Basic Sailing Terminology
Sailboats use the power of the wind to move forward. Rarely, however, does the wind blow in exactly the deisred direction. It’s always coming from one side or the other. To prevent the boat from slipping sideways too much, many sailboats use a centerboard, keel, or both.
The sails are hung from the mast and can exert great force upon it. To keep the mast from failing several lines are used. Fore and aft are stays; forestay and backstay. Port and starboard are shrouds. Since these lines are not moved once installed it is called the “Standing” Rigging.
Running rigging is the term used to describe the lines that move when you are sailing. Halyards run to a block (pulley) near or at the top of the mast and back down to the deck. The saills are raised and lowered using halyards.
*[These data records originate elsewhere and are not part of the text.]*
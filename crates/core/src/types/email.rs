//! Email address type.

use core::fmt;

use serde::{Deserialize, Serialize};

/// Errors that can occur when parsing an [`Email`].
#[derive(thiserror::Error, Debug, Clone, PartialEq, Eq)]
pub enum EmailError {
    /// The input string is empty.
    #[error("email cannot be empty")]
    Empty,
    /// The input string is too long.
    #[error("email must be at most {max} characters")]
    TooLong {
        /// Maximum allowed length.
        max: usize,
    },
    /// The input contains whitespace.
    #[error("email cannot contain whitespace")]
    Whitespace,
    /// The input does not contain an @ symbol.
    #[error("email must contain an @ symbol")]
    MissingAtSymbol,
    /// The input contains more than one @ symbol.
    #[error("email must contain exactly one @ symbol")]
    MultipleAtSymbols,
    /// The local part (before @) is empty.
    #[error("email local part cannot be empty")]
    EmptyLocalPart,
    /// The domain part (after @) is empty.
    #[error("email domain cannot be empty")]
    EmptyDomain,
    /// The domain has no dot-separated segment or an empty label.
    #[error("email domain must look like name.tld")]
    InvalidDomain,
}

/// An email address.
///
/// Validation is structural only: a local part and a dotted domain
/// separated by a single @ symbol.
///
/// ## Constraints
///
/// - Length: 1-254 characters (RFC 5321 limit)
/// - No whitespace
/// - Exactly one @ symbol, with a non-empty local part
/// - Domain contains at least one dot and no empty labels
///
/// ## Examples
///
/// ```
/// use fournil_core::Email;
///
/// // Valid emails
/// assert!(Email::parse("test@email.com").is_ok());
/// assert!(Email::parse("jeanne.dupont+pain@boulangerie.fr").is_ok());
///
/// // Invalid emails
/// assert!(Email::parse("").is_err());             // empty
/// assert!(Email::parse("no-at-symbol").is_err()); // missing @
/// assert!(Email::parse("@domain.com").is_err());  // empty local part
/// assert!(Email::parse("user@").is_err());        // empty domain
/// assert!(Email::parse("user@localhost").is_err()); // no domain segment
/// ```
#[derive(Debug, Clone, Serialize, Deserialize, PartialEq, Eq, Hash)]
#[serde(try_from = "String", into = "String")]
pub struct Email(String);

impl Email {
    /// Maximum length of an email address (RFC 5321).
    pub const MAX_LENGTH: usize = 254;

    /// Parse an `Email` from a string.
    ///
    /// Surrounding whitespace is trimmed before validation.
    ///
    /// # Errors
    ///
    /// Returns an error if the input:
    /// - Is empty
    /// - Is longer than 254 characters
    /// - Contains whitespace
    /// - Does not contain exactly one @ symbol
    /// - Has an empty local part or an invalid domain
    pub fn parse(s: &str) -> Result<Self, EmailError> {
        let s = s.trim();

        if s.is_empty() {
            return Err(EmailError::Empty);
        }

        if s.len() > Self::MAX_LENGTH {
            return Err(EmailError::TooLong {
                max: Self::MAX_LENGTH,
            });
        }

        if s.chars().any(char::is_whitespace) {
            return Err(EmailError::Whitespace);
        }

        let (local, domain) = s.split_once('@').ok_or(EmailError::MissingAtSymbol)?;

        if domain.contains('@') {
            return Err(EmailError::MultipleAtSymbols);
        }

        if local.is_empty() {
            return Err(EmailError::EmptyLocalPart);
        }

        if domain.is_empty() {
            return Err(EmailError::EmptyDomain);
        }

        if !domain.contains('.') || domain.split('.').any(str::is_empty) {
            return Err(EmailError::InvalidDomain);
        }

        Ok(Self(s.to_owned()))
    }

    /// Returns the email address as a string slice.
    #[must_use]
    pub fn as_str(&self) -> &str {
        &self.0
    }

    /// Consumes the `Email` and returns its inner string.
    #[must_use]
    pub fn into_inner(self) -> String {
        self.0
    }

    /// Returns the local part of the email (before the @).
    #[must_use]
    pub fn local_part(&self) -> &str {
        self.0.split('@').next().unwrap_or("")
    }

    /// Returns the domain part of the email (after the @).
    #[must_use]
    pub fn domain(&self) -> &str {
        self.0.split('@').nth(1).unwrap_or("")
    }

    /// Lowercased form used for uniqueness checks (account lookup).
    #[must_use]
    pub fn normalized(&self) -> String {
        self.0.to_lowercase()
    }
}

impl fmt::Display for Email {
    fn fmt(&self, f: &mut fmt::Formatter<'_>) -> fmt::Result {
        write!(f, "{}", self.0)
    }
}

impl std::str::FromStr for Email {
    type Err = EmailError;

    fn from_str(s: &str) -> Result<Self, Self::Err> {
        Self::parse(s)
    }
}

impl TryFrom<String> for Email {
    type Error = EmailError;

    fn try_from(value: String) -> Result<Self, Self::Error> {
        Self::parse(&value)
    }
}

impl From<Email> for String {
    fn from(email: Email) -> Self {
        email.0
    }
}

impl AsRef<str> for Email {
    fn as_ref(&self) -> &str {
        &self.0
    }
}

// SQLx support (with postgres feature)
#[cfg(feature = "postgres")]
impl sqlx::Type<sqlx::Postgres> for Email {
    fn type_info() -> sqlx::postgres::PgTypeInfo {
        <String as sqlx::Type<sqlx::Postgres>>::type_info()
    }

    fn compatible(ty: &sqlx::postgres::PgTypeInfo) -> bool {
        <String as sqlx::Type<sqlx::Postgres>>::compatible(ty)
    }
}

#[cfg(feature = "postgres")]
impl<'r> sqlx::Decode<'r, sqlx::Postgres> for Email {
    fn decode(value: sqlx::postgres::PgValueRef<'r>) -> Result<Self, sqlx::error::BoxDynError> {
        let s = <String as sqlx::Decode<sqlx::Postgres>>::decode(value)?;
        // Database values are assumed valid
        Ok(Self(s))
    }
}

#[cfg(feature = "postgres")]
impl sqlx::Encode<'_, sqlx::Postgres> for Email {
    fn encode_by_ref(
        &self,
        buf: &mut sqlx::postgres::PgArgumentBuffer,
    ) -> Result<sqlx::encode::IsNull, sqlx::error::BoxDynError> {
        <String as sqlx::Encode<sqlx::Postgres>>::encode_by_ref(&self.0, buf)
    }
}

#[cfg(test)]
#[allow(clippy::unwrap_used)]
mod tests {
    use super::*;

    #[test]
    fn test_parse_valid_emails() {
        assert!(Email::parse("test@email.com").is_ok());
        assert!(Email::parse("user.name@example.com").is_ok());
        assert!(Email::parse("user+tag@example.com").is_ok());
        assert!(Email::parse("user@subdomain.example.com").is_ok());
        assert!(Email::parse("user@example.co.uk").is_ok());
        assert!(Email::parse("a@b.c").is_ok());
    }

    #[test]
    fn test_parse_trims_surrounding_whitespace() {
        let email = Email::parse("  test@email.com ").unwrap();
        assert_eq!(email.as_str(), "test@email.com");
    }

    #[test]
    fn test_parse_empty() {
        assert_eq!(Email::parse(""), Err(EmailError::Empty));
        assert_eq!(Email::parse("   "), Err(EmailError::Empty));
    }

    #[test]
    fn test_parse_too_long() {
        let long = format!("{}@example.com", "a".repeat(250));
        assert!(matches!(
            Email::parse(&long),
            Err(EmailError::TooLong { .. })
        ));
    }

    #[test]
    fn test_parse_missing_at() {
        assert_eq!(
            Email::parse("no-at-symbol"),
            Err(EmailError::MissingAtSymbol)
        );
    }

    #[test]
    fn test_parse_multiple_at() {
        assert_eq!(
            Email::parse("a@b@example.com"),
            Err(EmailError::MultipleAtSymbols)
        );
    }

    #[test]
    fn test_parse_inner_whitespace() {
        assert_eq!(
            Email::parse("jean dupont@example.com"),
            Err(EmailError::Whitespace)
        );
    }

    #[test]
    fn test_parse_empty_local_part() {
        assert_eq!(Email::parse("@domain.com"), Err(EmailError::EmptyLocalPart));
    }

    #[test]
    fn test_parse_empty_domain() {
        assert_eq!(Email::parse("user@"), Err(EmailError::EmptyDomain));
    }

    #[test]
    fn test_parse_domain_without_segment() {
        assert_eq!(
            Email::parse("user@localhost"),
            Err(EmailError::InvalidDomain)
        );
        assert_eq!(
            Email::parse("user@domain."),
            Err(EmailError::InvalidDomain)
        );
        assert_eq!(
            Email::parse("user@.domain.com"),
            Err(EmailError::InvalidDomain)
        );
    }

    #[test]
    fn test_local_part_and_domain() {
        let email = Email::parse("user@example.com").unwrap();
        assert_eq!(email.local_part(), "user");
        assert_eq!(email.domain(), "example.com");
    }

    #[test]
    fn test_normalized() {
        let email = Email::parse("Jeanne@Boulangerie.FR").unwrap();
        assert_eq!(email.normalized(), "jeanne@boulangerie.fr");
    }

    #[test]
    fn test_serde_roundtrip() {
        let email = Email::parse("user@example.com").unwrap();
        let json = serde_json::to_string(&email).unwrap();
        assert_eq!(json, "\"user@example.com\"");

        let parsed: Email = serde_json::from_str(&json).unwrap();
        assert_eq!(parsed, email);
    }

    #[test]
    fn test_deserialize_validates() {
        let parsed: Result<Email, _> = serde_json::from_str("\"not-an-email\"");
        assert!(parsed.is_err());
    }
}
The wind can come from any direction (and sometimes seems to come from them all at once), so the angle of the sails to the wind must be adjustable. The lines which allow this are referred to as sheets.
Sailing Terms II
A whole glossary of terms refer to the sails themselves. The behavior of the sails needs accurate description so they can be adjusted for maximum performance. Each corner and edge of a sail has a name. It sounds so much more nautical (and accurate) to say “Tighten up on the mainsail luff with the downhaul.” than to say “Pull that rope over there to make that front part of the sail less floppy.”